With this latest update, I’m evaluating H World’s Near-term financial prospects and long-term growth potential. HTHT’s Q2 2024 performance is expected to be lackluster given the company’s guidance and industry data. On the flip side, H World still has the potential to deliver meaningful revenue growth and margin expansion in the long term, considering venture into new Chinese cities and shifting to a capital-light model for its overseas operations. Since there is a difference between HTHT’s short-term and long-term forecasts, I have chosen to leave H World’s current Hold rating unchanged.
Q2 guidance was disappointing
H world It outlined the company’s outlook for the second quarter of 2024, when it released its forecast Q1 2024 earnings press release Last month. Specifically, HTHT guided for Q2 top-line expansion of between +7% y/y and +11% y/y in RMB terms. By comparison, the company had much better revenue growth of +18% YoY in Q1 2024.

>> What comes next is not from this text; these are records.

//! API handlers
use axum::{
    extract::State,
    http::StatusCode,
    response::{IntoResponse, Response},
    Json,
};
use serde::Deserialize;
use serde_json::{json, Value};
use tracing::warn;

use super::AppState;
use crate::{
    advisor::{ChatReply, ChatRequest},
    execution::{ExecutionRequest, ExecutionResult},
    store::StoreError,
};

#[derive(Debug, Deserialize)]
pub struct SaveRequest {
    pub filename: String,
    pub code: String,
}

#[derive(Debug, Deserialize)]
pub struct LoadRequest {
    pub filename: String,
}

/// Client-facing error, rendered as `{ "detail": ... }`.
#[derive(Debug)]
pub struct ApiError {
    status: StatusCode,
    detail: String,
}

impl IntoResponse for ApiError {
    fn into_response(self) -> Response {
        (self.status, Json(json!({ "detail": self.detail }))).into_response()
    }
}

fn store_error(state: &AppState, err: StoreError, io_message: impl Fn(&str) -> String) -> ApiError {
    let msgs = &state.messages;
    match err {
        StoreError::InvalidFilename(name) => {
            warn!(filename = %name, "rejected filename");
            ApiError {
                status: StatusCode::BAD_REQUEST,
                detail: msgs.invalid_filename(),
            }
        }
        StoreError::NotFound(_) => ApiError {
            status: StatusCode::NOT_FOUND,
            detail: msgs.file_not_found(),
        },
        StoreError::Io(e) => ApiError {
            status: StatusCode::INTERNAL_SERVER_ERROR,
            detail: io_message(&e.to_string()),
        },
    }
}

/// Always 200; the verdict travels in `success`.
pub async fn execute(
    State(state): State<AppState>,
    Json(request): Json<ExecutionRequest>,
) -> Json<ExecutionResult> {
    Json(state.gateway.execute(&request).await)
}

pub async fn save(
    State(state): State<AppState>,
    Json(request): Json<SaveRequest>,
) -> Result<Json<Value>, ApiError> {
    state
        .store
        .save(&request.filename, &request.code)
        .await
        .map_err(|e| store_error(&state, e, |d| state.messages.save_error(d)))?;
    Ok(Json(json!({
        "success": true,
        "message": state.messages.saved(&request.filename),
    })))
}

pub async fn load(
    State(state): State<AppState>,
    Json(request): Json<LoadRequest>,
) -> Result<Json<Value>, ApiError> {
    let code = state
        .store
        .load(&request.filename)
        .await
        .map_err(|e| store_error(&state, e, |d| state.messages.load_error(d)))?;
    Ok(Json(json!({ "success": true, "code": code })))
}

pub async fn list_files(State(state): State<AppState>) -> Json<Value> {
    match state.store.list().await {
        Ok(files) => Json(json!({ "success": true, "files": files })),
        Err(e) => {
            warn!(error = %e, "listing store failed");
            Json(json!({ "success": false, "files": [], "error": e.to_string() }))
        }
    }
}

pub async fn chat(
    State(state): State<AppState>,
    Json(request): Json<ChatRequest>,
) -> Json<ChatReply> {
    Json(state.advisor.ask(&request).await)
}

Furthermore, HTHT revealed a “flat to slightly negative” revenue per available room (RevPAR) growth rate forecast for its mainland Chinese hotel operations in Q2 2024 in its Q1 analyst call. It is worth noting that H World’s China business, which is referred to as the Legacy-Huazhu segment in company disclosures, recorded a relative +3% increase in RevPAR year over year for the first quarter of this year. Also, H World’s domestic RevPAR forecast indicates that achieving the company’s overall expansion of +7%-11% for Q2 2024 will depend largely on new hotels rather than organic growth.
The Chinese mainland’s hotel industry generally did not perform well during the Labor Day holiday in the first week of May this year. This may explain why H World has a bleak outlook on its expected performance in the second quarter of 2024.
May 12, 2024 South China Morning Newspaper A news article cited data from a Chinese stockbroker Caitong Securities Which indicates that the hotel industry in mainland China saw RevPAR and occupancy rate decline by -5% and -430 basis points, respectively during the 2024 Labor Day holiday (versus the same holiday period in 2023).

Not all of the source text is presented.